When PCA was applied to the cases of primary prostate cancers without metastases in this data set using the subset of 325 E2F-responsive genes as input, a separate subset of primary tumors (red spheres, Fig. 3B) was identified that exhibits many of the same features present in metastatic tumor samples (PCA Pattern 1, Fig. 3C). In particular, 8/19 (42%) cases overexpressed CDKN2A, and 5/19 (26%) overexpressed E2F3. This compares with 10/46 (21%) cases with overexpression of CDKN2A with PCA Pattern 2 (Fig. 3C), and 2/46 (4%) cases overexpressing E2F3. Cytokeratin overexpression did not play a prominent role in PCA Pattern 1 or 2, with only 1/15 (7%) cases showing two overexpressed cytokeratins in PCA Pattern 1, and 5/46 (11%) in PCA Pattern 2.

Among the top 100 E2F-responsive genes (by frequency of overexpression per tumor), mean frequency of overexpression was 50 for metastatic tumors, 46 for PCA Pattern 1 tumors, and 19 for PCA Pattern 2 tumors. The difference between metastatic and PCA Pattern 1 tumors was not statistically significant. The difference between PCA Pattern 1 tumors and PCA Pattern 2 tumors was highly significant (P < 2 × 10⁻⁷). Thus, it appears that among primary tumors, there is a distinct subset that represents ~30% of all primary tumors and is similar in its patterns of overexpression of E2F-responsive genes to those of metastatic samples.

Among the top 100 overexpressed genes in primary prostate cancers in the GSE6919 data set, 44 were shared with the top ERGO tumor-associated E2F-responsive genes in breast cancer and 44 were shared with the top 100 ERGO tumor-associated E2F-responsive genes in ovarian cancer. Thirty-one overexpressed E2F-responsive genes appeared in each of the top 100 lists for breast cancer, ovarian cancer, and prostate cancer.

We further applied the entropy minimization algorithm on the TCGA RNA-Seq data set and it identified 87.6% of the ERGO genes identified in the van’t Veer data set. Similar to the other cancer types, the ERGO tumors showed preferential overexpression of CDKN2A, CCNE1, and E2F and underexpression of RB1.

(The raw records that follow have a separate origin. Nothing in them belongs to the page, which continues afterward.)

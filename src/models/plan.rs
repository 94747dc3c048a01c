use chrono::{DateTime, Utc};
use serde::{Deserialize, Serialize};
use uuid::Uuid;

/// Which of repetitions, duration or weight is the authoritative measurement for a set
#[derive(Debug, Clone, Copy, PartialEq, Eq, Serialize, Deserialize)]
#[serde(rename_all = "lowercase")]
pub enum MeasurementType {
    None,
    Duration,
    Weight,
}

#[derive(Debug, Clone, PartialEq, Serialize, Deserialize)]
pub struct ExerciseTemplate {
    pub name: String,
    /// Stable key used for image lookup and for joining instructions back into a log
    pub key: String,
    pub instructions: String,
    pub measurement_type: MeasurementType,
    pub sets: u32,
    pub repetitions: Option<i32>,
    /// Seconds
    pub duration: Option<i32>,
    pub suggested_weight: Option<f64>,
    /// Seconds
    pub rest_between_sets: i32,
    /// Seconds
    pub rest_after_exercise: i32,
}

#[derive(Debug, Clone, PartialEq, Serialize, Deserialize)]
pub struct PlanDayTemplate {
    pub weekday: u8,
    pub exercises: Vec<ExerciseTemplate>,
}

impl PlanDayTemplate {
    pub fn exercise_by_key(&self, key: &str) -> Option<&ExerciseTemplate> {
        self.exercises.iter().find(|exercise| exercise.key == key)
    }
}

#[derive(Debug, Clone, Serialize, Deserialize)]
pub struct TrainingPlan {
    pub id: Uuid,
    pub user_id: Uuid,
    pub name: String,
    pub days: Vec<PlanDayTemplate>,
    pub created_at: DateTime<Utc>,
    pub updated_at: DateTime<Utc>,
}

impl TrainingPlan {
    pub fn day(&self, weekday: u8) -> Option<&PlanDayTemplate> {
        self.days.iter().find(|day| day.weekday == weekday)
    }
}

#[derive(Debug, Clone, Serialize, Deserialize)]
pub struct CreateTrainingPlan {
    pub user_id: Uuid,
    pub name: String,
    pub days: Vec<PlanDayTemplate>,
}
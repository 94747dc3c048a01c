use anyhow::{anyhow, Context, Result};
use chrono::Duration;
use std::env;
use std::str::FromStr;

use crate::services::EngineSettings;

#[derive(Debug, Clone, Copy, PartialEq, Eq)]
pub enum StorageBackend {
    Postgres,
    Memory,
}

impl StorageBackend {
    pub fn as_str(&self) -> &'static str {
        match self {
            StorageBackend::Postgres => "postgres",
            StorageBackend::Memory => "memory",
        }
    }
}

impl FromStr for StorageBackend {
    type Err = anyhow::Error;

    fn from_str(s: &str) -> Result<Self> {
        match s.to_lowercase().as_str() {
            "postgres" | "postgresql" => Ok(StorageBackend::Postgres),
            "memory" | "in-memory" => Ok(StorageBackend::Memory),
            other => Err(anyhow!("Unknown storage backend '{}'", other)),
        }
    }
}

#[derive(Debug, Clone)]
pub struct AppConfig {
    pub host: String,
    pub port: u16,
    pub environment: String,
    pub log_level: String,
    pub jwt_secret: String,
    pub storage_backend: StorageBackend,
    pub session_expiration_minutes: i64,
    pub exercise_image_placeholder: String,
    pub image_generation_url: Option<String>,
}

impl AppConfig {
    pub fn from_env() -> Result<Self> {
        Self::from_lookup(|key| env::var(key).ok())
    }

    /// Build the configuration from any key lookup; missing keys fall back to defaults
    pub fn from_lookup<F>(lookup: F) -> Result<Self>
    where
        F: Fn(&str) -> Option<String>,
    {
        let var = |key: &str, default: &str| lookup(key).unwrap_or_else(|| default.to_string());

        let port = var("PORT", "3000")
            .parse()
            .context("PORT must be a valid port number")?;
        let session_expiration_minutes: i64 = var("SESSION_EXPIRATION_MINUTES", "30")
            .parse()
            .context("SESSION_EXPIRATION_MINUTES must be a whole number of minutes")?;
        if session_expiration_minutes <= 0 {
            return Err(anyhow!("SESSION_EXPIRATION_MINUTES must be positive"));
        }

        Ok(AppConfig {
            host: var("HOST", "0.0.0.0"),
            port,
            environment: var("ENVIRONMENT", "development"),
            log_level: var("LOG_LEVEL", "info"),
            jwt_secret: var("JWT_SECRET", "your-secret-key-change-in-production"),
            storage_backend: var("STORAGE_BACKEND", "postgres").parse()?,
            session_expiration_minutes,
            exercise_image_placeholder: var(
                "EXERCISE_IMAGE_PLACEHOLDER",
                "/images/exercise-placeholder.png",
            ),
            image_generation_url: lookup("IMAGE_GENERATION_URL").filter(|url| !url.is_empty()),
        })
    }

    pub fn is_development(&self) -> bool {
        self.environment == "development"
    }

    pub fn is_production(&self) -> bool {
        self.environment == "production"
    }

    pub fn server_address(&self) -> String {
        format!("{}:{}", self.host, self.port)
    }

    pub fn engine_settings(&self) -> EngineSettings {
        EngineSettings {
            session_expiration: Duration::minutes(self.session_expiration_minutes),
            image_placeholder: self.exercise_image_placeholder.clone(),
        }
    }
}
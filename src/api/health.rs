use axum::{extract::State, response::Json, routing::get, Router};
use serde_json::{json, Value};

use crate::config::StorageBackend;

pub fn health_routes(storage: StorageBackend) -> Router {
    Router::new()
        .route("/health", get(health_check))
        .with_state(storage)
}

/// Liveness check; needs no token
pub async fn health_check(State(storage): State<StorageBackend>) -> Json<Value> {
    Json(json!({
        "status": "healthy",
        "service": "training-log",
        "version": env!("CARGO_PKG_VERSION"),
        "storage": storage.as_str(),
        "timestamp": chrono::Utc::now().to_rfc3339()
    }))
}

Together, these findings on multiple data sets from breast, ovarian, and prostate tumors would suggest that there may be a similar mechanism for ERGO tumor development that is active at multiple organ sites.

Discussion

Cell cycle–related genes have been identified in previous publications as being associated with cell proliferation and tumor aggressiveness. Tabach et al.³⁴ identified a group of 167 genes, which they called “the proliferation cluster,” because the cluster was significantly enriched for cell cycle–related genes. At least 66 of these genes appear on our list of E2F-responsive genes that are overexpressed in ERGO cancers, and most of these are involved in progression through G1/S or G2M cell cycle phase transit. Carter et al.³⁵ identified a 70-gene signature of chromosomal instability that includes 41 cell cycle–related genes.³⁵ At least 37 of these appear on our list of E2F-responsive genes. Mosley and Keri³⁶ showed that cell cycle–related genes correlated with the prognostic power of breast cancer gene lists from multiple studies. At least 24 of these appear on our list of E2F-responsive genes. It had previously been shown that E2F upregulates clusters of genes that are involved in both the G1/S and in the G2/M transition.¹¹^,¹²

Here we show for the first time that groups of genes that contribute to the G1/S, DNA repair, and G2/M progression make up the bulk of a core group of ~100 E2F-responsive genes, many of which are often overexpressed simultaneously in individual members of a restricted subset of ERGO human breast cancers. Many of these genes are also simultaneously overexpressed in other solid tumors. These genes are not systematically overexpressed in non-ERGO breast cancer subtypes. BRCA1 breast cancers were shown to be nearly all basal-like cancers (17/18 samples) that were either ERGO or non-ERGO tumors. These findings are in keeping with those of Foulkes et al.,³⁷ who showed that BRCA1 tumors are associated with the basal-like phenotype.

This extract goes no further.